Of course, this could all just be a short-term boost that will eventually fade, beholden as it is to fickle international markets. Where the real boon may lie is in the long term, if the European crisis flips investment risk assessment analysis on its head, where the well-documented problems that are dragging the SA economy down are outweighed by the sudden advantages of a geographically distant, politically neutral state with half-decent infrastructure and an abundance of natural resources.

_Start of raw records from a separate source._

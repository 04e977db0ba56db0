//! Delimited-text files of employee assignments.
//!
//! The first line is a header naming the columns. The four columns in
//! [`REQUIRED_COLUMNS`] must be present, in any order; any other columns are
//! ignored. Values are returned exactly as written, leaving trimming and date
//! interpretation to the computation.

use std::{
    fs::File,
    io,
    path::{Path, PathBuf},
};

use tracing::{debug, instrument};

use crate::RawAssignment;

/// The header names every assignment file must contain.
pub const REQUIRED_COLUMNS: [&str; 4] = ["EmpID", "ProjectID", "DateFrom", "DateTo"];

/// Errors that can occur while reading an assignment file.
#[derive(Debug, thiserror::Error)]
pub enum Error {
    /// The file could not be opened.
    #[error("failed to open {}", path.display())]
    Open {
        /// The path that was opened.
        path: PathBuf,
        /// The underlying I/O error.
        #[source]
        source: io::Error,
    },

    /// The header does not name one of the required columns.
    #[error("missing required column '{0}'")]
    MissingColumn(&'static str),

    /// The content is not well-formed delimited text.
    #[error("malformed assignment record")]
    Csv(#[from] csv::Error),
}

/// Reads assignment rows from delimited text.
///
/// Rows are returned in the order they appear. Blank lines are skipped.
///
/// # Errors
///
/// Returns an error if a required column is missing, or if the text cannot
/// be decoded (for example a row with the wrong number of fields).
pub fn read_assignments<R: io::Read>(
    reader: R,
    delimiter: u8,
) -> Result<Vec<RawAssignment>, Error> {
    let mut reader = csv::ReaderBuilder::new()
        .delimiter(delimiter)
        .trim(csv::Trim::Headers)
        .from_reader(reader);

    let headers = reader.headers()?;
    if let Some(missing) = REQUIRED_COLUMNS
        .into_iter()
        .find(|column| !headers.iter().any(|header| header == *column))
    {
        return Err(Error::MissingColumn(missing));
    }

    let rows = reader
        .deserialize()
        .collect::<Result<Vec<RawAssignment>, _>>()?;
    debug!(rows = rows.len(), "read assignments");
    Ok(rows)
}

/// Reads assignment rows from a file.
///
/// # Errors
///
/// Returns an error if the file cannot be opened, or for any of the reasons
/// given by [`read_assignments`].
#[instrument(level = "debug", skip(delimiter))]
pub fn load_assignments(path: &Path, delimiter: u8) -> Result<Vec<RawAssignment>, Error> {
    let file = File::open(path).map_err(|source| Error::Open {
        path: path.to_path_buf(),
        source,
    })?;
    read_assignments(file, delimiter)
}

#[cfg(test)]
mod tests {
    use std::io::Write;

    use super::*;

    #[test]
    fn reads_rows_in_order() {
        let input = "EmpID,ProjectID,DateFrom,DateTo\n\
                     143,12,2013-11-01,2014-01-05\n\
                     218,10,2012-05-16,NULL\n";

        let rows = read_assignments(input.as_bytes(), b',').unwrap();

        assert_eq!(
            rows,
            vec![
                RawAssignment::new("143", "12", "2013-11-01", "2014-01-05"),
                RawAssignment::new("218", "10", "2012-05-16", "NULL"),
            ]
        );
    }

    #[test]
    fn values_are_left_as_written() {
        let input = "EmpID,ProjectID,DateFrom,DateTo\n 143 , 12 , 2013-11-01 ,\n";

        let rows = read_assignments(input.as_bytes(), b',').unwrap();

        assert_eq!(
            rows,
            vec![RawAssignment::new(" 143 ", " 12 ", " 2013-11-01 ", "")]
        );
    }

    #[test]
    fn columns_may_be_padded_reordered_and_extended() {
        let input = "DateTo, Notes ,EmpID , DateFrom,ProjectID\n\
                     2024-01-31,kickoff,E1,2024-01-01,P1\n";

        let rows = read_assignments(input.as_bytes(), b',').unwrap();

        assert_eq!(
            rows,
            vec![RawAssignment::new("E1", "P1", "2024-01-01", "2024-01-31")]
        );
    }

    #[test]
    fn blank_lines_are_skipped() {
        let input = "EmpID,ProjectID,DateFrom,DateTo\n\nE1,P1,2024-01-01,\n\n";

        let rows = read_assignments(input.as_bytes(), b',').unwrap();

        assert_eq!(rows.len(), 1);
    }

    #[test]
    fn custom_delimiter() {
        let input = "EmpID;ProjectID;DateFrom;DateTo\nE1;P1;01.02.2024;NULL\n";

        let rows = read_assignments(input.as_bytes(), b';').unwrap();

        assert_eq!(
            rows,
            vec![RawAssignment::new("E1", "P1", "01.02.2024", "NULL")]
        );
    }

    #[test]
    fn missing_column_is_reported() {
        let input = "EmpID,ProjectID,DateFrom\nE1,P1,2024-01-01\n";

        let error = read_assignments(input.as_bytes(), b',').unwrap_err();

        assert!(matches!(error, Error::MissingColumn("DateTo")));
    }

    #[test]
    fn empty_input_is_missing_columns() {
        let error = read_assignments("".as_bytes(), b',').unwrap_err();

        assert!(matches!(error, Error::MissingColumn("EmpID")));
    }

    #[test]
    fn ragged_row_is_rejected() {
        let input = "EmpID,ProjectID,DateFrom,DateTo\nE1,P1,2024-01-01\n";

        let error = read_assignments(input.as_bytes(), b',').unwrap_err();

        assert!(matches!(error, Error::Csv(_)));
    }

    #[test]
    fn loads_from_file() {
        let mut file = tempfile::NamedTempFile::new().unwrap();
        file.write_all(b"EmpID,ProjectID,DateFrom,DateTo\nE1,P1,2024-01-01,2024-01-31\n")
            .unwrap();

        let rows = load_assignments(file.path(), b',').unwrap();

        assert_eq!(rows.len(), 1);
    }

    #[test]
    fn missing_file_is_reported_with_path() {
        let tmp = tempfile::tempdir().unwrap();
        let missing = tmp.path().join("missing.csv");

        let error = load_assignments(&missing, b',').unwrap_err();

        assert!(matches!(error, Error::Open { .. }));
        assert!(error.to_string().contains("missing.csv"));
    }
}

With Russian President Vladimir Putin having placed Russia’s nuclear arsenal on full alert, even previously attractive destinations such as Australia suddenly become more risk-laden, with the risk of a spike in tensions between China and Taiwan also coming into play. “Despite all the problems we have, and we have plenty of them, SA is still a relatively safe place to do business,” Roodt said. “If politicians play this correctly, we actually can become a magnet for international investment. Yes, without a doubt, we can benefit.”
Roodt also sees immediate gains in agriculture, where he suspects there will be a large grain surplus in 2022. “I know countries in northern parts of Africa, like Ethiopia and Morocco, import a lot of grain from Ukraine. So perhaps that is the real opportunity for SA to capitalise on and export much more grain.”
All of this could also make SA’s 10-year government bonds’ 10% yield very attractive. “I mean, where can you get 10% on a 10-year bond?” Roodt asks rhetorically. With a mature financial sector that is highly liquid, many might be drawn to the prospect of high yields in an economy that is now not expected to do as badly comparatively as the doom-mongers have been predicting.
“I could tell you, if I was an American and I want to take a quick bite out of a very juicy apple somewhere, SA without a doubt is the place.”
With all the worrying apocalyptic news overloading us all right now, there may be some hope in this faraway corner of the world yet.